Mechanics researchers apply theoretical, experimental and computational methods to expand the understanding of complex physical phenomenon. Areas of active research include contact mechanics, nonlinear vibrations and system identification, elastic instabilities, micromechanics, wave propagation, adhesion and friction, multi-scale and high-performance computational modeling, multi-physics mechanics and transport, biophysics, nanotechnology and nanomaterials, micro and nano-fluidics, mechanics of soft materials, bio-inspired materials, polymer thin-films, and acoustic/elastic metamaterials.
Prof. Riccardo Bonazza’s interests are in the experimental investigation of impulsive, unsteady fluid flows such as shock-interface interactions, shock-driven mixing, and shock-initiated combustion.
The vision for work in Prof. Bronkhorst’s group is to offer a new approach to the study and prediction of multi-physics events taking place within materials exposed to conditions of extreme loading.
Prof. Crone studies biomechanics at the cellular and multicellular scales. Her lab has developed a platform that allows the production of a range of micropatterns on substrates of varying stiffness to study cardiomyocytes (CMs) and skeletal muscle cells differentiated from stem cells.
The Eriten Research Group conducts research that involves the study of Contact Mechanics, Nonlinear Dynamics, and Advanced Modeling and Simulations. Laboratory activity focuses on a Multiscale approach involving the following three areas: Materials modeling, Experiments and diagnostics, and System identification and modeling.
The Franck Lab is an experimental mechanics laboratory specializing in the development of new experimental techniques at the micro- and nanoscale. Their goal is to provide unprecedented full-field 3D access to real-time imaging and deformation measurements in complex soft matter and cellular systems.
Prof. Franck’s research group investigates the dynamics and physics of unsteady fluid flows. They utilize and develop various computational techniques, mostly using high-performance computing centers, to simulate complex, three-dimensional, and turbulent flows with applications in aeronautics, propulsion, and renewable wind/tidal energy.

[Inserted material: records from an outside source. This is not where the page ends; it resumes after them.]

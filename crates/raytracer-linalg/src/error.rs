use thiserror::Error;

/// Errors returned by fallible [`Matrix`][crate::Matrix] operations.
///
/// These indicate a violated contract at the call site (wrong shapes or indices), not a transient
/// condition, so retrying with the same arguments will fail again.
#[derive(Error, Debug, Clone, Copy, PartialEq, Eq)]
pub enum Error {
    /// The operands of a multiplication have incompatible shapes.
    #[error("cannot multiply a {lhs_rows}x{lhs_columns} matrix with a {rhs_rows}x{rhs_columns} operand")]
    DimensionMismatch {
        lhs_rows: usize,
        lhs_columns: usize,
        rhs_rows: usize,
        rhs_columns: usize,
    },
    /// The operation is only defined for square matrices.
    #[error("operation requires a square matrix, got {rows}x{columns}")]
    NotSquare { rows: usize, columns: usize },
    /// A row or column index lies outside of the matrix.
    #[error("index ({row}, {col}) is out of range for a {rows}x{columns} matrix")]
    IndexOutOfRange {
        row: usize,
        col: usize,
        rows: usize,
        columns: usize,
    },
}
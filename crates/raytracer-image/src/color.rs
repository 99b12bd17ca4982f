use std::{
    fmt,
    ops::{Add, Index, Mul, Sub},
};

use raytracer_linalg::approx::ApproxEq;

use crate::MAX_CHANNEL_VALUE;

/// A linear RGB color with floating-point channels.
///
/// Channels are nominally in range `0.0..=1.0`, but are not clamped: arithmetic may produce
/// negative values or values above 1.0. Clamping happens when converting to 8-bit channels via
/// [`Color::to_rgb8`].
///
/// Equality is approximate, using the same tolerance as tuples and matrices (see
/// [`approx_eq`][raytracer_linalg::approx::approx_eq]).
#[derive(Clone, Copy, Default)]
pub struct Color([f64; 3]);

impl Color {
    pub const BLACK: Self = Self([0.0, 0.0, 0.0]);
    pub const WHITE: Self = Self([1.0, 1.0, 1.0]);
    pub const RED: Self = Self([1.0, 0.0, 0.0]);
    pub const GREEN: Self = Self([0.0, 1.0, 0.0]);
    pub const BLUE: Self = Self([0.0, 0.0, 1.0]);

    #[inline]
    pub const fn new(red: f64, green: f64, blue: f64) -> Self {
        Self([red, green, blue])
    }

    #[inline]
    pub const fn red(&self) -> f64 {
        self.0[0]
    }

    #[inline]
    pub const fn green(&self) -> f64 {
        self.0[1]
    }

    #[inline]
    pub const fn blue(&self) -> f64 {
        self.0[2]
    }

    fn zip_with(self, other: Self, mut f: impl FnMut(f64, f64) -> f64) -> Self {
        let [a, b] = [self.0, other.0];
        Self([f(a[0], b[0]), f(a[1], b[1]), f(a[2], b[2])])
    }

    /// Converts each channel to an integer in range `0..=255`.
    ///
    /// Every channel is scaled by 255, rounded half away from zero, and clamped. NaN channels
    /// become 0.
    ///
    /// # Examples
    ///
    /// ```
    /// # use raytracer_image::Color;
    /// assert_eq!(Color::new(1.5, 0.5, -0.5).to_rgb8(), [255, 128, 0]);
    /// assert_eq!(Color::new(1.0, 0.8, 0.6).to_rgb8(), [255, 204, 153]);
    /// ```
    pub fn to_rgb8(self) -> [u8; 3] {
        self.0.map(channel_to_u8)
    }
}

fn channel_to_u8(c: f64) -> u8 {
    let max = f64::from(MAX_CHANNEL_VALUE);
    // `as` saturates and maps NaN to 0.
    (c * max).round().clamp(0.0, max) as u8
}

impl fmt::Debug for Color {
    fn fmt(&self, f: &mut fmt::Formatter<'_>) -> fmt::Result {
        let [r, g, b] = self.0;
        write!(f, "Color({r:?}, {g:?}, {b:?})")
    }
}

impl Index<usize> for Color {
    type Output = f64;

    #[inline]
    fn index(&self, index: usize) -> &f64 {
        &self.0[index]
    }
}

impl PartialEq for Color {
    fn eq(&self, other: &Self) -> bool {
        self.approx_eq(other)
    }
}

impl ApproxEq for Color {
    fn abs_diff_eq(&self, other: &Self, tolerance: f64) -> bool {
        self.0.abs_diff_eq(&other.0, tolerance)
    }

    fn rel_diff_eq(&self, other: &Self, tolerance: f64) -> bool {
        self.0.rel_diff_eq(&other.0, tolerance)
    }

    fn approx_eq(&self, other: &Self) -> bool {
        self.0.approx_eq(&other.0)
    }
}

/// Channel-wise addition.
impl Add for Color {
    type Output = Color;

    fn add(self, rhs: Color) -> Color {
        self.zip_with(rhs, |l, r| l + r)
    }
}

/// Channel-wise subtraction.
impl Sub for Color {
    type Output = Color;

    fn sub(self, rhs: Color) -> Color {
        self.zip_with(rhs, |l, r| l - r)
    }
}

/// Color * Scalar.
impl Mul<f64> for Color {
    type Output = Color;

    fn mul(self, rhs: f64) -> Color {
        Self(self.0.map(|c| c * rhs))
    }
}

/// Channel-wise multiplication (Hadamard product), used to blend colors.
impl Mul for Color {
    type Output = Color;

    fn mul(self, rhs: Color) -> Color {
        self.zip_with(rhs, |l, r| l * r)
    }
}

#[cfg(test)]
mod tests {
    use raytracer_linalg::{assert_approx_eq, assert_approx_ne};

    use super::*;

    #[test]
    fn channels() {
        let c = Color::new(-0.5, 0.4, 1.7);
        assert_eq!(c.red(), -0.5);
        assert_eq!(c.green(), 0.4);
        assert_eq!(c.blue(), 1.7);
        assert_eq!([c[0], c[1], c[2]], [-0.5, 0.4, 1.7]);
    }

    #[test]
    fn arithmetic() {
        let c1 = Color::new(0.9, 0.6, 0.75);
        let c2 = Color::new(0.7, 0.1, 0.25);
        assert_eq!(c1 + c2, Color::new(1.6, 0.7, 1.0));
        assert_eq!(c1 - c2, Color::new(0.2, 0.5, 0.5));
        assert_eq!(Color::new(0.2, 0.3, 0.4) * 2.0, Color::new(0.4, 0.6, 0.8));
        assert_eq!(
            Color::new(1.0, 0.2, 0.4) * Color::new(0.9, 1.0, 0.1),
            Color::new(0.9, 0.2, 0.04)
        );
    }

    #[test]
    fn equality() {
        assert_eq!(Color::new(0.33333, 0.0, 0.0), Color::new(1.0 / 3.0, 0.0, 0.0));
        assert_ne!(Color::new(0.3333, 0.0, 0.0), Color::new(1.0 / 3.0, 0.0, 0.0));
        assert_approx_eq!(Color::new(0.5, 0.5, 0.5), Color::new(0.51, 0.5, 0.5)).abs(0.02);
        assert_approx_ne!(Color::WHITE, Color::BLACK);
    }

    #[test]
    fn to_rgb8() {
        assert_eq!(Color::BLACK.to_rgb8(), [0, 0, 0]);
        assert_eq!(Color::WHITE.to_rgb8(), [255, 255, 255]);
        assert_eq!(Color::new(1.5, 0.0, 0.0).to_rgb8(), [255, 0, 0]);
        assert_eq!(Color::new(0.0, 0.5, 0.0).to_rgb8(), [0, 128, 0]);
        assert_eq!(Color::new(-0.5, 0.0, 1.0).to_rgb8(), [0, 0, 255]);
        assert_eq!(Color::new(f64::NAN, f64::INFINITY, f64::NEG_INFINITY).to_rgb8(), [0, 255, 0]);
    }
}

Dr. Li’s current research interests in the Computational Materials Design Lab are: multiscale modeling, computational materials design, mechanics and physics of polymers, and machine learning-accelerated polymer design.
The Notbohm Research Group studies mechanics of soft materials. Current areas of interest are in mechanics of fibrous materials, cell-matrix interactions, and collective cell migration. This work draws on the fields of engineering mechanics, soft matter physics, applied math, and cell biology.
Prof. Prabhakar’s group works on unraveling the mechanics of failure in reinforced composites under multi-physics environments, including extreme temperatures, moisture, salinity, and microbes. The aim is to enable damage-tolerant and resilient lightweight structures for sustaining such environmental stressors along with mechanical loadings like dynamic impact and fatigue.
Prof. Rudraraju’s research focuses on the mathematical and computational modeling of emergent phenomena in materials (structural and biological) that are driven by mechanics and multiphysics. Microstructural evolution, patterning processes and bifurcations are of particular interest.
Prof. Rudykh’s group focuses on Mechanics and Physics of Soft Materials. Their research bridges the gap between material microstructures and macroscopic properties. They actively utilize design rules observed in nature to develop bio-inspired materials with a large variety of functionalities.
The Engineering Representation and Simulation Laboratory (ERSL) research group focuses on large-scale topology optimization, design for additive manufacturing, and high performance finite element analysis (FEA).
Prof. Thevamaran’s laboratory focuses on advancing the fundamental knowledge of process-structure-property-function relations in structured materials and creating innovative structured materials with extreme mechanical properties.